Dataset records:
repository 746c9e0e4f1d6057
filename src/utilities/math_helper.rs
use glam::Vec2;

/// Machine epsilon used for degenerate-length checks.
pub const EPSILON: f32 = f32::EPSILON;

/// Clamps a value between a minimum and maximum value.
#[inline(always)]
pub fn clamp<T: PartialOrd>(value: T, min: T, max: T) -> T {
    if value < min {
        min
    } else if value > max {
        max
    } else {
        value
    }
}

/// Returns -1 if the value is negative and 1 otherwise.
#[inline(always)]
pub fn binary_sign(x: f32) -> f32 {
    if x < 0.0 {
        -1.0
    } else {
        1.0
    }
}

/// Scalar 2D cross product, `a.x * b.y - a.y * b.x`.
#[inline(always)]
pub fn cross(a: Vec2, b: Vec2) -> f32 {
    a.perp_dot(b)
}

/// Cross product of a vector and a scalar: `(s * v.y, -s * v.x)`.
#[inline(always)]
pub fn cross_vs(v: Vec2, s: f32) -> Vec2 {
    Vec2::new(s * v.y, -s * v.x)
}

/// Cross product of a scalar and a vector: `(-s * v.y, s * v.x)`.
#[inline(always)]
pub fn cross_sv(s: f32, v: Vec2) -> Vec2 {
    Vec2::new(-s * v.y, s * v.x)
}

/// Normalizes a vector, returning `None` if its length is below epsilon.
#[inline(always)]
pub fn try_normalize(v: Vec2) -> Option<Vec2> {
    let length = v.length();
    if length < EPSILON {
        None
    } else {
        Some(v / length)
    }
}

/// Gets whether both components are finite.
#[inline(always)]
pub fn is_valid(v: Vec2) -> bool {
    v.x.is_finite() && v.y.is_finite()
}
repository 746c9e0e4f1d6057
#[cfg(feature = "serde")]
use serde::{Deserialize, Serialize};

use crate::physics::body_set::BodySet;
use crate::physics::settings::MAX_MANIFOLD_POINTS;

use super::contact::Contact;
use super::contact_manifold::Manifold;

/// How the votes of several begin-touch handlers combine into the contact's enabled flag.
///
/// Handlers always run in order: every collision handler of fixture A, then every collision
/// handler of fixture B, then [`ContactCallbacks::begin_contact`].
#[derive(Debug, Clone, Copy, PartialEq, Eq, Hash, Default)]
#[cfg_attr(feature = "serde", derive(Serialize, Deserialize))]
pub enum VetoPolicy {
    /// The contact is enabled only if every fixture handler votes true. All fixture handlers
    /// run even after a veto. The global listener is consulted only when both fixtures agree,
    /// and its vote is final.
    #[default]
    AllMustAgree,
    /// Each vote overwrites the previous one, so the last handler to run decides. The global
    /// listener always runs and always has the last word.
    LastHandlerWins,
}

impl VetoPolicy {
    /// Folds one fixture handler's vote into the running result.
    #[inline(always)]
    pub fn fold(self, current: bool, vote: bool) -> bool {
        match self {
            VetoPolicy::AllMustAgree => current && vote,
            VetoPolicy::LastHandlerWins => vote,
        }
    }
}

/// Impulses applied at each manifold point during the last velocity solve.
#[derive(Debug, Clone, Copy, PartialEq, Default)]
pub struct ContactImpulse {
    pub normal_impulses: [f32; MAX_MANIFOLD_POINTS],
    pub tangent_impulses: [f32; MAX_MANIFOLD_POINTS],
    pub count: usize,
}

/// Defines handlers for contact lifecycle events.
///
/// Every method runs synchronously inside the step. Changes made to bodies here are seen by
/// the next step; the current step has already captured the state it solves with.
pub trait ContactCallbacks {
    /// Called when two fixtures begin to touch. Returning false disables the contact for this
    /// step; it will be offered again while the fixtures keep overlapping.
    fn begin_contact(&mut self, _contact: &Contact, _bodies: &mut BodySet) -> bool {
        true
    }

    /// Called when two fixtures cease to touch, and when a touching contact is destroyed.
    fn end_contact(&mut self, _contact: &Contact, _bodies: &mut BodySet) {}

    /// Called for every touching, non-sensor contact before the solver runs. The manifold
    /// passed in is the one from the previous step. Disabling the contact here skips it for
    /// the current step only.
    fn pre_solve(&mut self, _contact: &mut Contact, _old_manifold: &Manifold, _bodies: &mut BodySet) {}

    /// Called after the velocity solve with the impulses applied to the contact.
    fn post_solve(&mut self, _contact: &Contact, _impulse: &ContactImpulse) {}
}

/// Callbacks that accept every contact and ignore every event.
#[derive(Debug, Clone, Copy, Default)]
pub struct NoContactCallbacks;

impl ContactCallbacks for NoContactCallbacks {}
//! 2D rigid body collision detection and contact solving.
//!
//! Shapes (circles, convex polygons, edges and chains) are attached to bodies through
//! fixtures. Each step, a uniform-grid [`SpatialHash`] finds candidate pairs, the
//! [`PairCache`] keeps one [`Contact`] per touching pair and regenerates its manifold, and the
//! [`ContactSolver`] resolves the contacts with sequential impulses and Baumgarte position
//! correction. [`Simulation`] drives the whole pipeline.
//!
//! [`SpatialHash`]: physics::collision_detection::spatial_hash::SpatialHash
//! [`PairCache`]: physics::collision_detection::pair_cache::PairCache
//! [`Contact`]: physics::collision_detection::contact::Contact
//! [`ContactSolver`]: physics::constraints::contact::contact_solver::ContactSolver
//! [`Simulation`]: physics::simulation::Simulation

pub mod error;
pub mod physics;
pub mod utilities;

pub use error::PhysicsError;
pub use physics::body_description::{BodyDescription, BodyType};
pub use physics::body_properties::{BodyVelocity, RigidPose, Rot};
pub use physics::collidables::chain::ChainShape;
pub use physics::collidables::circle::CircleShape;
pub use physics::collidables::edge::EdgeShape;
pub use physics::collidables::fixture::{CollisionFilter, FixtureDescription};
pub use physics::collidables::polygon::PolygonShape;
pub use physics::collidables::shape::{Shape, ShapeType};
pub use physics::collision_detection::narrow_phase_callbacks::{
    ContactCallbacks, ContactImpulse, NoContactCallbacks, VetoPolicy,
};
pub use physics::handles::{BodyHandle, ContactHandle, FixtureHandle, FixtureProxy};
pub use physics::settings::SimulationSettings;
pub use physics::simulation::Simulation;
/// Manages a pool of identifier values. Grabbing an id from the pool picks a number that has been
/// picked and returned before, or if none of those are available, the minimum value greater
/// than any existing id.
#[derive(Debug, Default, Clone)]
pub struct IdPool {
    next_index: u32,
    available_ids: Vec<u32>,
}

impl IdPool {
    /// Creates a new IdPool with the given initial capacity for returned ids.
    pub fn new(initial_capacity: usize) -> Self {
        IdPool {
            next_index: 0,
            available_ids: Vec::with_capacity(initial_capacity),
        }
    }

    /// Gets the highest value which any index claimed thus far could possibly have.
    /// `None` if nothing has ever been claimed.
    #[inline(always)]
    pub fn highest_possibly_claimed_id(&self) -> Option<u32> {
        self.next_index.checked_sub(1)
    }

    /// Gets the number of previously returned ids waiting in the pool.
    #[inline(always)]
    pub fn available_id_count(&self) -> usize {
        self.available_ids.len()
    }

    /// Takes an id from the pool.
    #[inline(always)]
    pub fn take(&mut self) -> u32 {
        match self.available_ids.pop() {
            Some(id) => id,
            None => {
                let id = self.next_index;
                self.next_index += 1;
                id
            }
        }
    }

    /// Returns an id to the pool.
    #[inline(always)]
    pub fn return_id(&mut self, id: u32) {
        debug_assert!(id < self.next_index, "Returned id was never claimed.");
        debug_assert!(
            !self.available_ids.contains(&id),
            "Id returned to the pool twice."
        );
        self.available_ids.push(id);
    }

    /// Resets the IdPool.
    pub fn clear(&mut self) {
        self.next_index = 0;
        self.available_ids.clear();
    }
}
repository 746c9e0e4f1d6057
use crate::physics::body_properties::RigidPose;
use crate::physics::collidables::circle::CircleShape;
use crate::physics::collidables::polygon::PolygonShape;
use crate::physics::collision_detection::contact_manifold::{
    ContactFeature, Manifold, ManifoldPoint, ManifoldType,
};
use crate::utilities::math_helper::EPSILON;

/// Pair tester for polygon vs circle collisions. The polygon is always shape A.
pub struct PolygonCircleTester;

impl PolygonCircleTester {
    pub fn test(
        manifold: &mut Manifold,
        polygon_a: &PolygonShape,
        xf_a: &RigidPose,
        circle_b: &CircleShape,
        xf_b: &RigidPose,
    ) {
        manifold.point_count = 0;

        // Circle center in the frame of the polygon.
        let c = xf_b.transform(circle_b.position());
        let c_local = xf_a.transform_by_inverse(c);

        let vertices = polygon_a.vertices();
        let normals = polygon_a.normals();
        let radius = polygon_a.radius() + circle_b.radius();

        // Find the min separating edge.
        let mut normal_index = 0;
        let mut separation = f32::MIN;
        for (i, (v, n)) in vertices.iter().zip(normals).enumerate() {
            let s = n.dot(c_local - *v);
            if s > radius {
                // Early out.
                return;
            }
            if s > separation {
                separation = s;
                normal_index = i;
            }
        }

        let vert_index1 = normal_index;
        let vert_index2 = (vert_index1 + 1) % vertices.len();
        let v1 = vertices[vert_index1];
        let v2 = vertices[vert_index2];

        manifold.manifold_type = ManifoldType::FaceA;
        manifold.points[0] = ManifoldPoint {
            local_point: circle_b.position(),
            id: ContactFeature::default(),
            ..Default::default()
        };

        // Center is inside the polygon.
        if separation < EPSILON {
            manifold.local_normal = normals[normal_index];
            manifold.local_point = 0.5 * (v1 + v2);
            manifold.point_count = 1;
            return;
        }

        // Compute barycentric coordinates.
        let u1 = (c_local - v1).dot(v2 - v1);
        let u2 = (c_local - v2).dot(v1 - v2);
        if u1 <= 0.0 {
            if c_local.distance_squared(v1) > radius * radius {
                return;
            }
            manifold.local_normal = (c_local - v1).normalize_or_zero();
            manifold.local_point = v1;
        } else if u2 <= 0.0 {
            if c_local.distance_squared(v2) > radius * radius {
                return;
            }
            manifold.local_normal = (c_local - v2).normalize_or_zero();
            manifold.local_point = v2;
        } else {
            let face_center = 0.5 * (v1 + v2);
            let s = (c_local - face_center).dot(normals[vert_index1]);
            if s > radius {
                return;
            }
            manifold.local_normal = normals[vert_index1];
            manifold.local_point = face_center;
        }
        manifold.point_count = 1;
    }
}
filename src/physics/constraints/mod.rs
pub mod contact;
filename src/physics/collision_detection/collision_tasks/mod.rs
pub mod manifold_candidate_helper;

pub mod circle_pair_tester;
pub mod polygon_circle_tester;
pub mod polygon_pair_tester;
pub mod edge_circle_tester;
pub mod edge_polygon_tester;
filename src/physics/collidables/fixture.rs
use std::fmt;

#[cfg(feature = "serde")]
use serde::{Deserialize, Serialize};

use crate::error::PhysicsError;
use crate::physics::collision_detection::contact::Contact;
use crate::physics::handles::{BodyHandle, FixtureHandle};
use crate::utilities::memory::IdPool;

use super::shape::Shape;

/// Called when a fixture starts touching another. Receives the fixture the handler is
/// registered on, the other fixture and the contact. Returning false vetoes the contact.
pub type CollisionHandler = Box<dyn FnMut(FixtureHandle, FixtureHandle, &Contact) -> bool>;

/// Called when a fixture stops touching another.
pub type SeparationHandler = Box<dyn FnMut(FixtureHandle, FixtureHandle, &Contact)>;

/// Category/mask/group collision filtering.
#[derive(Debug, Clone, Copy, PartialEq, Eq, Hash)]
#[cfg_attr(feature = "serde", derive(Serialize, Deserialize))]
pub struct CollisionFilter {
    /// Bits this fixture belongs to.
    pub category_bits: u16,
    /// Categories this fixture accepts collisions with.
    pub mask_bits: u16,
    /// Fixtures sharing a nonzero group always collide (positive) or never collide (negative).
    pub group_index: i16,
}

impl Default for CollisionFilter {
    fn default() -> Self {
        Self {
            category_bits: 0x0001,
            mask_bits: 0xFFFF,
            group_index: 0,
        }
    }
}

impl CollisionFilter {
    /// Group rules win over the category/mask test.
    #[inline(always)]
    pub fn should_collide(&self, other: &CollisionFilter) -> bool {
        if self.group_index == other.group_index && self.group_index != 0 {
            return self.group_index > 0;
        }
        (self.mask_bits & other.category_bits) != 0 && (other.mask_bits & self.category_bits) != 0
    }
}

/// Mixes the friction of two fixtures. A frictionless fixture makes the pair frictionless.
#[inline(always)]
pub fn mix_friction(friction_a: f32, friction_b: f32) -> f32 {
    (friction_a * friction_b).sqrt()
}

/// Mixes the restitution of two fixtures. Anything bouncy makes the pair bouncy.
#[inline(always)]
pub fn mix_restitution(restitution_a: f32, restitution_b: f32) -> f32 {
    restitution_a.max(restitution_b)
}

/// Describes a fixture to attach to a body.
#[derive(Debug, Clone)]
pub struct FixtureDescription {
    pub shape: Shape,
    pub friction: f32,
    pub restitution: f32,
    /// Sensors report overlap but never generate a contact response.
    pub is_sensor: bool,
    pub filter: CollisionFilter,
    /// Layer bits used by spatial hash queries.
    pub layer: u32,
}

impl FixtureDescription {
    pub fn new(shape: impl Into<Shape>) -> Self {
        Self {
            shape: shape.into(),
            friction: 0.2,
            restitution: 0.0,
            is_sensor: false,
            filter: CollisionFilter::default(),
            layer: 1,
        }
    }

    pub fn with_friction(mut self, friction: f32) -> Self {
        self.friction = friction;
        self
    }

    pub fn with_restitution(mut self, restitution: f32) -> Self {
        self.restitution = restitution;
        self
    }

    pub fn as_sensor(mut self) -> Self {
        self.is_sensor = true;
        self
    }

    pub fn with_filter(mut self, filter: CollisionFilter) -> Self {
        self.filter = filter;
        self
    }

    pub fn with_layer(mut self, layer: u32) -> Self {
        self.layer = layer;
        self
    }
}

/// Shape attached to a body, together with its material and filtering properties.
pub struct Fixture {
    pub(crate) body: BodyHandle,
    pub(crate) shape: Shape,
    pub(crate) friction: f32,
    pub(crate) restitution: f32,
    pub(crate) is_sensor: bool,
    pub(crate) filter: CollisionFilter,
    pub(crate) layer: u32,
    /// Invoked in registration order when this fixture starts touching another.
    pub(crate) on_collision: Vec<CollisionHandler>,
    /// Invoked in registration order when this fixture stops touching another.
    pub(crate) on_separation: Vec<SeparationHandler>,
}

impl fmt::Debug for Fixture {
    fn fmt(&self, f: &mut fmt::Formatter) -> fmt::Result {
        f.debug_struct("Fixture")
            .field("body", &self.body)
            .field("shape", &self.shape.shape_type())
            .field("friction", &self.friction)
            .field("restitution", &self.restitution)
            .field("is_sensor", &self.is_sensor)
            .field("filter", &self.filter)
            .field("layer", &self.layer)
            .field("on_collision", &self.on_collision.len())
            .field("on_separation", &self.on_separation.len())
            .finish()
    }
}

impl Fixture {
    fn new(body: BodyHandle, description: FixtureDescription) -> Self {
        Self {
            body,
            shape: description.shape,
            friction: description.friction,
            restitution: description.restitution,
            is_sensor: description.is_sensor,
            filter: description.filter,
            layer: description.layer,
            on_collision: Vec::new(),
            on_separation: Vec::new(),
        }
    }

    #[inline(always)]
    pub fn body(&self) -> BodyHandle {
        self.body
    }

    #[inline(always)]
    pub fn shape(&self) -> &Shape {
        &self.shape
    }

    #[inline(always)]
    pub fn friction(&self) -> f32 {
        self.friction
    }

    /// Affects contacts created after the change.
    pub fn set_friction(&mut self, friction: f32) {
        self.friction = friction;
    }

    #[inline(always)]
    pub fn restitution(&self) -> f32 {
        self.restitution
    }

    /// Affects contacts created after the change.
    pub fn set_restitution(&mut self, restitution: f32) {
        self.restitution = restitution;
    }

    #[inline(always)]
    pub fn is_sensor(&self) -> bool {
        self.is_sensor
    }

    pub fn set_sensor(&mut self, is_sensor: bool) {
        self.is_sensor = is_sensor;
    }

    #[inline(always)]
    pub fn filter(&self) -> CollisionFilter {
        self.filter
    }

    #[inline(always)]
    pub fn layer(&self) -> u32 {
        self.layer
    }

    /// Appends a begin-touch handler. Handlers run in registration order.
    pub fn add_collision_handler(
        &mut self,
        handler: impl FnMut(FixtureHandle, FixtureHandle, &Contact) -> bool + 'static,
    ) {
        self.on_collision.push(Box::new(handler));
    }

    /// Appends an end-touch handler. Handlers run in registration order.
    pub fn add_separation_handler(
        &mut self,
        handler: impl FnMut(FixtureHandle, FixtureHandle, &Contact) + 'static,
    ) {
        self.on_separation.push(Box::new(handler));
    }

    pub fn clear_handlers(&mut self) {
        self.on_collision.clear();
        self.on_separation.clear();
    }
}

/// Collection of all fixtures, addressed by [`FixtureHandle`].
#[derive(Debug, Default)]
pub struct FixtureSet {
    fixtures: Vec<Option<Fixture>>,
    handle_pool: IdPool,
}

impl FixtureSet {
    pub fn new(initial_capacity: usize) -> Self {
        Self {
            fixtures: Vec::with_capacity(initial_capacity),
            handle_pool: IdPool::new(initial_capacity),
        }
    }

    pub(crate) fn add(&mut self, body: BodyHandle, description: FixtureDescription) -> FixtureHandle {
        let id = self.handle_pool.take();
        let index = id as usize;
        if index >= self.fixtures.len() {
            self.fixtures.resize_with(index + 1, || None);
        }
        self.fixtures[index] = Some(Fixture::new(body, description));
        FixtureHandle(id)
    }

    pub(crate) fn remove(&mut self, handle: FixtureHandle) -> Result<Fixture, PhysicsError> {
        let fixture = self
            .fixtures
            .get_mut(handle.0 as usize)
            .and_then(Option::take)
            .ok_or(PhysicsError::InvalidHandle {
                kind: "fixture",
                index: handle.0,
            })?;
        self.handle_pool.return_id(handle.0);
        Ok(fixture)
    }

    #[inline(always)]
    pub fn get(&self, handle: FixtureHandle) -> Option<&Fixture> {
        self.fixtures.get(handle.0 as usize).and_then(Option::as_ref)
    }

    #[inline(always)]
    pub fn get_mut(&mut self, handle: FixtureHandle) -> Option<&mut Fixture> {
        self.fixtures
            .get_mut(handle.0 as usize)
            .and_then(Option::as_mut)
    }

    pub fn contains(&self, handle: FixtureHandle) -> bool {
        self.get(handle).is_some()
    }

    pub fn len(&self) -> usize {
        self.fixtures.iter().filter(|f| f.is_some()).count()
    }

    pub fn is_empty(&self) -> bool {
        self.len() == 0
    }

    pub fn iter(&self) -> impl Iterator<Item = (FixtureHandle, &Fixture)> {
        self.fixtures
            .iter()
            .enumerate()
            .filter_map(|(i, f)| f.as_ref().map(|f| (FixtureHandle(i as u32), f)))
    }

    /// Borrows two distinct fixtures mutably.
    pub(crate) fn get_pair_mut(
        &mut self,
        a: FixtureHandle,
        b: FixtureHandle,
    ) -> Option<(&mut Fixture, &mut Fixture)> {
        let (ia, ib) = (a.0 as usize, b.0 as usize);
        if ia == ib || ia.max(ib) >= self.fixtures.len() {
            return None;
        }
        let (low, high) = self.fixtures.split_at_mut(ia.max(ib));
        let (first, second) = (low[ia.min(ib)].as_mut()?, high[0].as_mut()?);
        if ia < ib {
            Some((first, second))
        } else {
            Some((second, first))
        }
    }
}

#[cfg(test)]
mod tests {
    use super::*;
    use crate::physics::collidables::circle::CircleShape;

    fn circle() -> FixtureDescription {
        FixtureDescription::new(CircleShape::new(1.0, 1.0).unwrap())
    }

    #[test]
    fn group_overrides_masks() {
        let a = CollisionFilter {
            group_index: 3,
            mask_bits: 0,
            ..Default::default()
        };
        assert!(a.should_collide(&a));
        let b = CollisionFilter {
            group_index: -3,
            ..Default::default()
        };
        assert!(!b.should_collide(&b));
    }

    #[test]
    fn masks_must_accept_each_other() {
        let a = CollisionFilter {
            category_bits: 0b01,
            mask_bits: 0b10,
            group_index: 0,
        };
        let b = CollisionFilter {
            category_bits: 0b10,
            mask_bits: 0b01,
            group_index: 0,
        };
        let c = CollisionFilter {
            category_bits: 0b10,
            mask_bits: 0b10,
            group_index: 0,
        };
        assert!(a.should_collide(&b));
        assert!(!a.should_collide(&c));
    }

    #[test]
    fn mixing_rules() {
        assert!((mix_friction(0.4, 0.9) - 0.6).abs() < 1e-6);
        assert_eq!(mix_friction(0.0, 1.0), 0.0);
        assert_eq!(mix_restitution(0.1, 0.7), 0.7);
    }

    #[test]
    fn handles_are_recycled() {
        let mut set = FixtureSet::new(4);
        let a = set.add(BodyHandle(0), circle());
        let b = set.add(BodyHandle(0), circle().as_sensor());
        assert_ne!(a, b);
        assert!(set.get(b).unwrap().is_sensor());
        set.remove(a).unwrap();
        assert!(set.get(a).is_none());
        assert!(matches!(
            set.remove(a),
            Err(PhysicsError::InvalidHandle { .. })
        ));
        let c = set.add(BodyHandle(1), circle());
        assert_eq!(c, a);
        assert_eq!(set.len(), 2);
    }

    #[test]
    fn pair_borrow_preserves_order() {
        let mut set = FixtureSet::new(4);
        let a = set.add(BodyHandle(0), circle().with_friction(0.1));
        let b = set.add(BodyHandle(1), circle().with_friction(0.9));
        let (fb, fa) = set.get_pair_mut(b, a).unwrap();
        assert_eq!(fb.friction(), 0.9);
        assert_eq!(fa.friction(), 0.1);
        assert!(set.get_pair_mut(a, a).is_none());
    }
}
use std::fmt;

use glam::Vec2;
use tracing::{debug, info, trace};

use crate::error::PhysicsError;
use crate::physics::body_description::{BodyDescription, BodyType};
use crate::physics::body_properties::{RigidPose, SolverPosition, SolverVelocity};
use crate::physics::body_set::{Body, BodySet};
use crate::physics::collidables::fixture::{CollisionFilter, Fixture, FixtureDescription, FixtureSet};
use crate::physics::collidables::shape::Shape;
use crate::physics::collision_detection::contact::Contact;
use crate::physics::collision_detection::narrow_phase::NarrowPhase;
use crate::physics::collision_detection::narrow_phase_callbacks::ContactCallbacks;
use crate::physics::collision_detection::pair_cache::PairCache;
use crate::physics::collision_detection::spatial_hash::{RaycastHit, ShapeLookup, SpatialHash};
use crate::physics::constraints::contact::contact_solver::ContactSolver;
use crate::physics::handles::{BodyHandle, ContactHandle, FixtureHandle, FixtureProxy};
use crate::physics::settings::SimulationSettings;
use crate::physics::solve_description::TimeStep;
use crate::utilities::BoundingBox;

/// Resolves fixture proxies to their shapes and body transforms for exact spatial queries.
struct ProxyShapes<'a> {
    bodies: &'a BodySet,
    fixtures: &'a FixtureSet,
}

impl ShapeLookup<FixtureProxy> for ProxyShapes<'_> {
    fn lookup(&self, proxy: FixtureProxy) -> Option<(&Shape, usize, RigidPose)> {
        let fixture = self.fixtures.get(proxy.fixture)?;
        let body = self.bodies.get(fixture.body())?;
        Some((fixture.shape(), proxy.child_index as usize, *body.pose()))
    }
}

/// Owns the bodies, fixtures, contacts and broadphase of one world and advances them in time.
///
/// Each [`step`](Simulation::step) refreshes the broadphase, updates contacts, solves velocity
/// and position constraints, and integrates the bodies. Contact events are delivered to the
/// callbacks of type `C` synchronously during the step.
pub struct Simulation<C: ContactCallbacks> {
    settings: SimulationSettings,
    bodies: BodySet,
    fixtures: FixtureSet,
    contacts: PairCache,
    broad_phase: SpatialHash<FixtureProxy>,
    solver: ContactSolver,
    callbacks: C,
    /// Inverse of the previous step length, 0 before the first step.
    previous_inv_dt: f32,

    positions: Vec<SolverPosition>,
    velocities: Vec<SolverVelocity>,
    active_contacts: Vec<ContactHandle>,
    proxy_scratch: Vec<FixtureProxy>,
    pair_scratch: Vec<(FixtureProxy, FixtureProxy)>,
}

impl<C: ContactCallbacks> fmt::Debug for Simulation<C> {
    fn fmt(&self, f: &mut fmt::Formatter) -> fmt::Result {
        f.debug_struct("Simulation")
            .field("settings", &self.settings)
            .field("bodies", &self.bodies.len())
            .field("fixtures", &self.fixtures.len())
            .field("contacts", &self.contacts.len())
            .field("proxies", &self.broad_phase.len())
            .finish()
    }
}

__Work required__.
Could you transcribe the entries above word for word, from the line with "pub fn cross_vs(v: Vec2, s: f32)" down to the line with "pub tangent_impulses: [f32;", keeping both?

__Your response__.
pub fn cross_vs(v: Vec2, s: f32) -> Vec2 {
    Vec2::new(s * v.y, -s * v.x)
}

/// Cross product of a scalar and a vector: `(-s * v.y, s * v.x)`.
#[inline(always)]
pub fn cross_sv(s: f32, v: Vec2) -> Vec2 {
    Vec2::new(-s * v.y, s * v.x)
}

/// Normalizes a vector, returning `None` if its length is below epsilon.
#[inline(always)]
pub fn try_normalize(v: Vec2) -> Option<Vec2> {
    let length = v.length();
    if length < EPSILON {
        None
    } else {
        Some(v / length)
    }
}

/// Gets whether both components are finite.
#[inline(always)]
pub fn is_valid(v: Vec2) -> bool {
    v.x.is_finite() && v.y.is_finite()
}
repository 746c9e0e4f1d6057
#[cfg(feature = "serde")]
use serde::{Deserialize, Serialize};

use crate::physics::body_set::BodySet;
use crate::physics::settings::MAX_MANIFOLD_POINTS;

use super::contact::Contact;
use super::contact_manifold::Manifold;

/// How the votes of several begin-touch handlers combine into the contact's enabled flag.
///
/// Handlers always run in order: every collision handler of fixture A, then every collision
/// handler of fixture B, then [`ContactCallbacks::begin_contact`].
#[derive(Debug, Clone, Copy, PartialEq, Eq, Hash, Default)]
#[cfg_attr(feature = "serde", derive(Serialize, Deserialize))]
pub enum VetoPolicy {
    /// The contact is enabled only if every fixture handler votes true. All fixture handlers
    /// run even after a veto. The global listener is consulted only when both fixtures agree,
    /// and its vote is final.
    #[default]
    AllMustAgree,
    /// Each vote overwrites the previous one, so the last handler to run decides. The global
    /// listener always runs and always has the last word.
    LastHandlerWins,
}

impl VetoPolicy {
    /// Folds one fixture handler's vote into the running result.
    #[inline(always)]
    pub fn fold(self, current: bool, vote: bool) -> bool {
        match self {
            VetoPolicy::AllMustAgree => current && vote,
            VetoPolicy::LastHandlerWins => vote,
        }
    }
}

/// Impulses applied at each manifold point during the last velocity solve.
#[derive(Debug, Clone, Copy, PartialEq, Default)]
pub struct ContactImpulse {
    pub normal_impulses: [f32; MAX_MANIFOLD_POINTS],
    pub tangent_impulses: [f32; MAX_MANIFOLD_POINTS],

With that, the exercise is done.